Nawaz Sharif failed to declare his un-withdrawn salary of AED 10,000 dirhams from Capital FZE in his 2013 nomination papers. That was the only ground taken by the Supreme Court for disqualifying an elected prime minister.
Everything else — all your London flats, Calibri fonts, Qatari letters, Dubai factories, corruption, money laundering — has been declared as “prima facie triable” and sufficient for initiating a NAB reference and trial before the NAB court, but insufficient for disqualification under Articles 62 and 63.

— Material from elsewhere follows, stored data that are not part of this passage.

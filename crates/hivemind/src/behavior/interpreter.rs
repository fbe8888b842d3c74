//! Per-actor execution cursor over a shared tree.
//!
//! Composites keep memory between ticks: a child that answered `Running` is
//! resumed on the next tick instead of re-evaluating its earlier siblings.
//! All of that memory lives in [`RunState`], keyed by [`NodeId`], which is
//! what makes a run exactly resumable from an [`InterpreterSnapshot`].

use std::collections::BTreeMap;

use serde::{Deserialize, Serialize};

use super::actions::{ActionHandler, Actor};
use super::tree::{BehaviorNode, BehaviorStatus, BehaviorTree, BehaviorTreeRef, DecoratorType, NodeId};
use crate::assets::ResourceId;
use crate::error::{HivemindError, Result};

// ---------------------------------------------------------------------------
// Run state
// ---------------------------------------------------------------------------

/// Node-local memory kept while a node is `Running`.
#[derive(Debug, Clone, PartialEq, Eq, Serialize, Deserialize)]
pub enum NodeMemory {
    /// Sequence/selector: index of the child to resume.
    Cursor(usize),
    /// Parallel: results of children that already finished.
    Finished(Vec<Option<BehaviorStatus>>),
    /// Repeat: completed iterations.
    Iterations(usize),
    /// Timeout: tick at which the child was first entered.
    StartedAt(u64),
}

/// Mutable execution state of one run over a tree.
#[derive(Debug, Clone, PartialEq, Eq, Default, Serialize, Deserialize)]
pub struct RunState {
    tick_count: u64,
    active: Option<NodeId>,
    last_status: Option<BehaviorStatus>,
    memory: BTreeMap<NodeId, NodeMemory>,
}

/// Evaluates leaves reached during a step.
pub(crate) trait LeafEvaluator {
    fn leaf(&mut self, id: NodeId, node: &BehaviorNode) -> BehaviorStatus;
}

impl RunState {
    /// Number of steps taken so far.
    pub fn tick_count(&self) -> u64 {
        self.tick_count
    }

    /// Deepest node left `Running` by the last step, if any.
    pub fn active(&self) -> Option<NodeId> {
        self.active
    }

    /// Root status of the last step.
    pub fn last_status(&self) -> Option<BehaviorStatus> {
        self.last_status
    }

    pub fn memory(&self) -> &BTreeMap<NodeId, NodeMemory> {
        &self.memory
    }

    /// Whether the run sits at the root with nothing in progress.
    pub fn is_at_root(&self) -> bool {
        self.memory.is_empty() && self.active.is_none()
    }

    /// Advance the run by one tick.
    pub(crate) fn step(&mut self, tree: &BehaviorTree, leaves: &mut dyn LeafEvaluator) -> BehaviorStatus {
        self.tick_count += 1;
        self.active = None;
        let status = self.eval(tree, NodeId::ROOT, tree.root(), leaves);
        self.last_status = Some(status);
        status
    }

    fn eval(
        &mut self,
        tree: &BehaviorTree,
        id: NodeId,
        node: &BehaviorNode,
        leaves: &mut dyn LeafEvaluator,
    ) -> BehaviorStatus {
        let status = match node {
            BehaviorNode::Action(_) | BehaviorNode::Condition(_) | BehaviorNode::Chance(_) => {
                leaves.leaf(id, node)
            }
            BehaviorNode::Sequence(children) => {
                self.eval_ordered(tree, id, node, children, BehaviorStatus::Success, leaves)
            }
            BehaviorNode::Selector(children) => {
                self.eval_ordered(tree, id, node, children, BehaviorStatus::Failure, leaves)
            }
            BehaviorNode::Decorator(dtype, child) => {
                let child_id = NodeId(id.0 + 1);
                self.eval_decorator(tree, id, dtype, child_id, child, leaves)
            }
            BehaviorNode::Parallel(threshold, children) => {
                self.eval_parallel(tree, id, node, *threshold, children, leaves)
            }
        };

        if status.is_done() {
            self.clear_subtree(tree, id);
            let end = id.0 + tree.subtree_size(id);
            if self.active.is_some_and(|active| active.0 >= id.0 && active.0 < end) {
                self.active = None;
            }
        } else if self.active.is_none() {
            self.active = Some(id);
        }
        status
    }

    /// Sequence and selector share one shape: keep going while children
    /// answer `continue_on`, stop on anything else.
    fn eval_ordered(
        &mut self,
        tree: &BehaviorTree,
        id: NodeId,
        node: &BehaviorNode,
        children: &[BehaviorNode],
        continue_on: BehaviorStatus,
        leaves: &mut dyn LeafEvaluator,
    ) -> BehaviorStatus {
        let start = match self.memory.get(&id) {
            Some(NodeMemory::Cursor(idx)) => *idx,
            _ => 0,
        };
        let ids = tree.child_ids(id, node);
        for (idx, (child_id, child)) in ids.into_iter().zip(children).enumerate().skip(start) {
            let status = self.eval(tree, child_id, child, leaves);
            if status == continue_on {
                continue;
            }
            if status == BehaviorStatus::Running {
                self.memory.insert(id, NodeMemory::Cursor(idx));
            }
            return status;
        }
        continue_on
    }

    fn eval_parallel(
        &mut self,
        tree: &BehaviorTree,
        id: NodeId,
        node: &BehaviorNode,
        threshold: usize,
        children: &[BehaviorNode],
        leaves: &mut dyn LeafEvaluator,
    ) -> BehaviorStatus {
        let n = children.len();
        let mut finished = match self.memory.remove(&id) {
            Some(NodeMemory::Finished(done)) if done.len() == n => done,
            _ => vec![None; n],
        };

        let ids = tree.child_ids(id, node);
        for ((slot, child_id), child) in finished.iter_mut().zip(ids).zip(children) {
            if slot.is_none() {
                let status = self.eval(tree, child_id, child, leaves);
                if status.is_done() {
                    *slot = Some(status);
                }
            }
        }

        let successes = finished
            .iter()
            .filter(|s| **s == Some(BehaviorStatus::Success))
            .count();
        let failures = finished
            .iter()
            .filter(|s| **s == Some(BehaviorStatus::Failure))
            .count();

        if successes >= threshold {
            BehaviorStatus::Success
        } else if failures > n.saturating_sub(threshold) || finished.iter().all(Option::is_some) {
            BehaviorStatus::Failure
        } else {
            self.memory.insert(id, NodeMemory::Finished(finished));
            BehaviorStatus::Running
        }
    }

    fn eval_decorator(
        &mut self,
        tree: &BehaviorTree,
        id: NodeId,
        dtype: &DecoratorType,
        child_id: NodeId,
        child: &BehaviorNode,
        leaves: &mut dyn LeafEvaluator,
    ) -> BehaviorStatus {
        match dtype {
            DecoratorType::Inverter => match self.eval(tree, child_id, child, leaves) {
                BehaviorStatus::Success => BehaviorStatus::Failure,
                BehaviorStatus::Failure => BehaviorStatus::Success,
                BehaviorStatus::Running => BehaviorStatus::Running,
            },
            DecoratorType::Repeat(n) => {
                let mut done = match self.memory.get(&id) {
                    Some(NodeMemory::Iterations(k)) => *k,
                    _ => 0,
                };
                while done < *n {
                    match self.eval(tree, child_id, child, leaves) {
                        BehaviorStatus::Success => done += 1,
                        BehaviorStatus::Failure => return BehaviorStatus::Failure,
                        BehaviorStatus::Running => {
                            self.memory.insert(id, NodeMemory::Iterations(done));
                            return BehaviorStatus::Running;
                        }
                    }
                }
                BehaviorStatus::Success
            }
            DecoratorType::UntilFail => match self.eval(tree, child_id, child, leaves) {
                BehaviorStatus::Failure => BehaviorStatus::Success,
                BehaviorStatus::Success | BehaviorStatus::Running => BehaviorStatus::Running,
            },
            DecoratorType::Timeout(max_ticks) => {
                let started = match self.memory.get(&id) {
                    Some(NodeMemory::StartedAt(t)) => *t,
                    _ => self.tick_count,
                };
                if self.tick_count - started >= *max_ticks {
                    return BehaviorStatus::Failure;
                }
                let status = self.eval(tree, child_id, child, leaves);
                if status == BehaviorStatus::Running {
                    self.memory.insert(id, NodeMemory::StartedAt(started));
                }
                status
            }
        }
    }

    fn clear_subtree(&mut self, tree: &BehaviorTree, id: NodeId) {
        let end = id.0 + tree.subtree_size(id);
        self.memory.retain(|k, _| k.0 < id.0 || k.0 >= end);
    }
}

/// Dispatch a leaf to an actor's control surface.
pub(crate) fn evaluate_leaf(
    node: &BehaviorNode,
    actor: &mut Actor,
    handler: &mut dyn ActionHandler,
) -> BehaviorStatus {
    let passed = match node {
        BehaviorNode::Action(name) => return handler.act(actor, name),
        BehaviorNode::Condition(name) => handler.check(actor, name),
        BehaviorNode::Chance(p) => handler.roll(actor, *p),
        _ => false,
    };
    if passed {
        BehaviorStatus::Success
    } else {
        BehaviorStatus::Failure
    }
}

struct SoloLeaves<'a> {
    actor: &'a mut Actor,
    handler: &'a mut dyn ActionHandler,
}

impl LeafEvaluator for SoloLeaves<'_> {
    fn leaf(&mut self, _id: NodeId, node: &BehaviorNode) -> BehaviorStatus {
        evaluate_leaf(node, self.actor, self.handler)
    }
}

// ---------------------------------------------------------------------------
// Snapshot
// ---------------------------------------------------------------------------

/// Immutable deep copy of an interpreter taken at one instant.
///
/// Later ticks of the live interpreter never show through a snapshot.
#[derive(Debug, Clone, PartialEq, Eq, Serialize, Deserialize)]
pub struct InterpreterSnapshot {
    tree: ResourceId,
    actor: Actor,
    state: RunState,
}

impl InterpreterSnapshot {
    /// Tree the snapshot was taken over.
    pub fn tree(&self) -> &ResourceId {
        &self.tree
    }

    pub fn actor(&self) -> &Actor {
        &self.actor
    }

    pub fn state(&self) -> &RunState {
        &self.state
    }
}

// ---------------------------------------------------------------------------
// Interpreter
// ---------------------------------------------------------------------------

/// Runs one tree on behalf of one actor.
#[derive(Debug, Clone)]
pub struct Interpreter {
    actor: Actor,
    tree: BehaviorTreeRef,
    state: RunState,
}

impl Interpreter {
    /// Bind a fresh run of `tree` to `actor`, positioned at the root.
    pub fn new(actor: Actor, tree: BehaviorTreeRef) -> Self {
        Self {
            actor,
            tree,
            state: RunState::default(),
        }
    }

    /// Rebuild an interpreter exactly where `snapshot` left off.
    pub fn resume(tree: BehaviorTreeRef, snapshot: &InterpreterSnapshot) -> Result<Self> {
        if tree.id() != snapshot.tree() {
            return Err(HivemindError::SnapshotMismatch {
                expected: snapshot.tree().to_string(),
                actual: tree.id().to_string(),
            });
        }
        Ok(Self {
            actor: snapshot.actor.clone(),
            tree,
            state: snapshot.state.clone(),
        })
    }

    /// Replace the tree and restart from its root.
    pub fn set_tree(&mut self, tree: BehaviorTreeRef) {
        self.tree = tree;
        self.state = RunState::default();
    }

    /// Tick the tree once for this actor.
    pub fn tick(&mut self, handler: &mut dyn ActionHandler) -> BehaviorStatus {
        let mut leaves = SoloLeaves {
            actor: &mut self.actor,
            handler,
        };
        self.state.step(&self.tree, &mut leaves)
    }

    /// Deep-copy the current state.
    pub fn snapshot(&self) -> InterpreterSnapshot {
        InterpreterSnapshot {
            tree: self.tree.id().clone(),
            actor: self.actor.clone(),
            state: self.state.clone(),
        }
    }

    pub fn actor(&self) -> &Actor {
        &self.actor
    }

    pub fn tree(&self) -> &BehaviorTreeRef {
        &self.tree
    }

    pub fn state(&self) -> &RunState {
        &self.state
    }
}

// ---------------------------------------------------------------------------
// Tests
// ---------------------------------------------------------------------------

Insofar as those issues are concerned, the judges only repeat what they earlier stated:
“Any allegation levelled against a holder of public office under these provisions of law requires an investigation and collection of evidence showing that he or any of his dependents or benamidars owns, possesses or has acquired assets etc disproportionate to his known means of income. Such investigation is followed by a full-fledged trial before an Accountability Court for determination of such liability. But where neither the Investigation Agency investigated the case, nor any of the witnesses has been examined and cross-examined in an Accountability Court nor any of the documents incriminating the person accused has been produced and proved in accordance with the requirements of Qanoon-e-Shahadat Order, 1984, nor any oral or documentary pieces of evidence incriminating the person accused has been sifted, no verdict disqualifying a holder of public office could be given by this Court in a proceeding under Article 184(3) of the Constitution on the basis of a record which is yet to be authenticated.”
So we are back to the undeclared dirhams (some three hundred thousand rupees, give or take). What the judges have said is this: you were owed ten thousand dirhams. The fact you did not collect them is irrelevant. They were “a receivable” and “receivables” are assets. Now since the law requires you to declare your assets in your nomination form and you didn’t include these “receivables” — you are dishonest and liable to be disqualified.

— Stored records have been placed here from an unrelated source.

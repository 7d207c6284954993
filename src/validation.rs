//! Query validation: deciding whether a query is coherent enough to classify.
//!
//! A [`QueryValidator`] answers a single yes/no question about a query. The
//! [`garbage::GarbageFilter`] combines a cheap local heuristic with a
//! validator and turns every validator failure into a rejection.

use async_trait::async_trait;

use crate::error::Result;

pub mod garbage;
#[cfg(feature = "openai")]
pub mod openai;

/// Judge of query coherence.
#[async_trait]
pub trait QueryValidator: Send + Sync {
    /// `Ok(true)` when `query` is a coherent request, `Ok(false)` when it is
    /// gibberish. Errors mean no verdict could be obtained.
    async fn validate(&self, query: &str) -> Result<bool>;

    /// Get the name/identifier of this validator, for logging.
    fn name(&self) -> &str {
        "unknown"
    }
}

Let’s leave aside the point that if this is going to be the new standard of “sadiq” and “ameen” and the consequence of every minor omission on an assets declaration form, we are going to be short of a few hundred parliamentarians by the end of the year. That veers into a political and philosophical debate I’d rather avoid for now.
Let’s stick to the letter of the law. There are two main systems of accounting. Individuals generally adopt the cash-basis system where you only record monies you have actually received as your income and monies you have actually paid as your expenses. Companies prefer the accrual basis of accounting where you record all monies receivable by you (whether you have actually received them or not) as your income and all monies payable by you (whether you have actually paid them or not) as your expenses.

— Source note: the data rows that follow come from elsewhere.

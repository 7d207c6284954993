//! Configuration for the intent classifier.

use std::path::{Path, PathBuf};
use std::time::Duration;

use serde::{Deserialize, Serialize};

use crate::error::{IntentError, Result};
use crate::retry::CallPolicy;

/// Which similarity model classifies queries.
#[derive(Debug, Clone, Copy, Default, PartialEq, Eq, Hash, Serialize, Deserialize)]
#[serde(rename_all = "snake_case")]
pub enum StrategyKind {
    /// Local TF-IDF vectors.
    #[default]
    Lexical,
    /// Embeddings from an external provider, behind the garbage filter.
    Embedding,
}

/// Reference text of the secondary Jaccard check in embedding mode.
#[derive(Debug, Clone, Copy, Default, PartialEq, Eq, Hash, Serialize, Deserialize)]
#[serde(rename_all = "snake_case")]
pub enum SecondaryCheckTarget {
    /// The example whose embedding produced the best cosine.
    #[default]
    BestMatch,
    /// The first dataset example labeled with the winning intent.
    FirstExample,
}

/// Settings of an [`IntentClassifier`](crate::classifier::IntentClassifier).
///
/// Durations are written in milliseconds in JSON:
///
/// ```
/// use hybrid_intent::classifier::config::{ClassifierConfig, StrategyKind};
///
/// let config: ClassifierConfig = serde_json::from_str(
///     r#"{"strategy": "embedding", "threshold": 0.3, "provider_timeout": 5000}"#,
/// ).unwrap();
/// assert_eq!(config.strategy, StrategyKind::Embedding);
/// assert_eq!(config.batch_size, 50);
/// assert!(config.validate().is_ok());
/// ```
#[derive(Debug, Clone, PartialEq, Serialize, Deserialize)]
#[serde(default)]
pub struct ClassifierConfig {
    /// Similarity model.
    pub strategy: StrategyKind,
    /// Minimum similarity for a match; equality matches.
    pub threshold: f64,
    /// Texts per provider request during bulk generation.
    pub batch_size: usize,
    /// Directory holding the dataset and embeddings files; `None` keeps
    /// everything in memory.
    pub store_location: Option<PathBuf>,
    /// Minimum token overlap between the query and the matched example.
    pub jaccard_threshold: f64,
    /// Example the token overlap is measured against.
    pub secondary_check: SecondaryCheckTarget,
    /// Time budget of one provider or validator call; `None` waits forever.
    #[serde(with = "optional_millis")]
    pub provider_timeout: Option<Duration>,
    /// Retries of a transiently failing provider or validator call.
    pub max_retries: u32,
    /// Base delay between retries.
    #[serde(with = "millis")]
    pub retry_backoff: Duration,
}

impl Default for ClassifierConfig {
    fn default() -> Self {
        ClassifierConfig {
            strategy: StrategyKind::Lexical,
            threshold: 0.50,
            batch_size: 50,
            store_location: None,
            jaccard_threshold: 0.20,
            secondary_check: SecondaryCheckTarget::BestMatch,
            provider_timeout: Some(Duration::from_secs(30)),
            max_retries: 0,
            retry_backoff: Duration::from_millis(200),
        }
    }
}

impl ClassifierConfig {
    /// Default settings with the given strategy.
    pub fn with_strategy(strategy: StrategyKind) -> Self {
        ClassifierConfig {
            strategy,
            ..Default::default()
        }
    }

    /// Whether the embedding strategy is selected.
    pub fn use_embeddings(&self) -> bool {
        self.strategy == StrategyKind::Embedding
    }

    /// Read and validate a JSON configuration file.
    pub fn from_json_file<P: AsRef<Path>>(path: P) -> Result<Self> {
        let content = std::fs::read_to_string(path)?;
        let config: ClassifierConfig = serde_json::from_str(&content)?;
        config.validate()?;
        Ok(config)
    }

    /// Check value ranges.
    pub fn validate(&self) -> Result<()> {
        if !self.threshold.is_finite() || !(-1.0..=1.0).contains(&self.threshold) {
            return Err(IntentError::invalid_config(format!(
                "threshold must be within [-1, 1], got {}",
                self.threshold
            )));
        }
        if !self.jaccard_threshold.is_finite() || !(0.0..=1.0).contains(&self.jaccard_threshold) {
            return Err(IntentError::invalid_config(format!(
                "jaccard_threshold must be within [0, 1], got {}",
                self.jaccard_threshold
            )));
        }
        if self.batch_size == 0 {
            return Err(IntentError::invalid_config("batch_size must be positive"));
        }
        if self.provider_timeout == Some(Duration::ZERO) {
            return Err(IntentError::invalid_config(
                "provider_timeout must be positive",
            ));
        }
        Ok(())
    }

    /// Timeout and retry policy for provider and validator calls.
    pub fn call_policy(&self) -> CallPolicy {
        CallPolicy {
            timeout: self.provider_timeout,
            max_retries: self.max_retries,
            backoff: self.retry_backoff,
        }
    }
}

mod millis {
    use std::time::Duration;

    use serde::{Deserialize, Deserializer, Serializer};

    pub fn serialize<S: Serializer>(value: &Duration, serializer: S) -> Result<S::Ok, S::Error> {
        serializer.serialize_u64(value.as_millis().min(u64::MAX as u128) as u64)
    }

    pub fn deserialize<'de, D: Deserializer<'de>>(deserializer: D) -> Result<Duration, D::Error> {
        u64::deserialize(deserializer).map(Duration::from_millis)
    }
}

mod optional_millis {
    use std::time::Duration;

    use serde::{Deserialize, Deserializer, Serializer};

    pub fn serialize<S: Serializer>(
        value: &Option<Duration>,
        serializer: S,
    ) -> Result<S::Ok, S::Error> {
        match value {
            Some(duration) => super::millis::serialize(duration, serializer),
            None => serializer.serialize_none(),
        }
    }

    pub fn deserialize<'de, D: Deserializer<'de>>(
        deserializer: D,
    ) -> Result<Option<Duration>, D::Error> {
        Option::<u64>::deserialize(deserializer).map(|ms| ms.map(Duration::from_millis))
    }
}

In other words, you record your income at the time you become entitled to it instead of the day you actually receive it. Both systems of accounting are perfectly acceptable under Pakistani law.
So Nawaz Sharif was perfectly entitled to claim that the Capital FZE monies did not constitute his income as he had not received it as yet. If it wasn’t his income, it couldn’t later form part of his assets either. Meaning, therefore, he was under no obligation to declare it.
Let me give another example. Like most lawyers — I have a number of dead-beat clients who, collectively, owe me a fairly hefty sum of legal fees. Some will eventually pay, others will not. Since I follow the cash-basis accounting system, I only declare fees that have actually been paid to me as my income. I do not declare fees payable to me as my income nor do I add them to my wealth statement nor do I pay taxes thereon just because I’ve already sent out the fee invoice and it has become a “receivable”.
If the Supreme Court applied the above standard to all, every single lawyer presently in Parliament would be disqualified if his unpaid legal fees were not mentioned as an asset in his nomination papers!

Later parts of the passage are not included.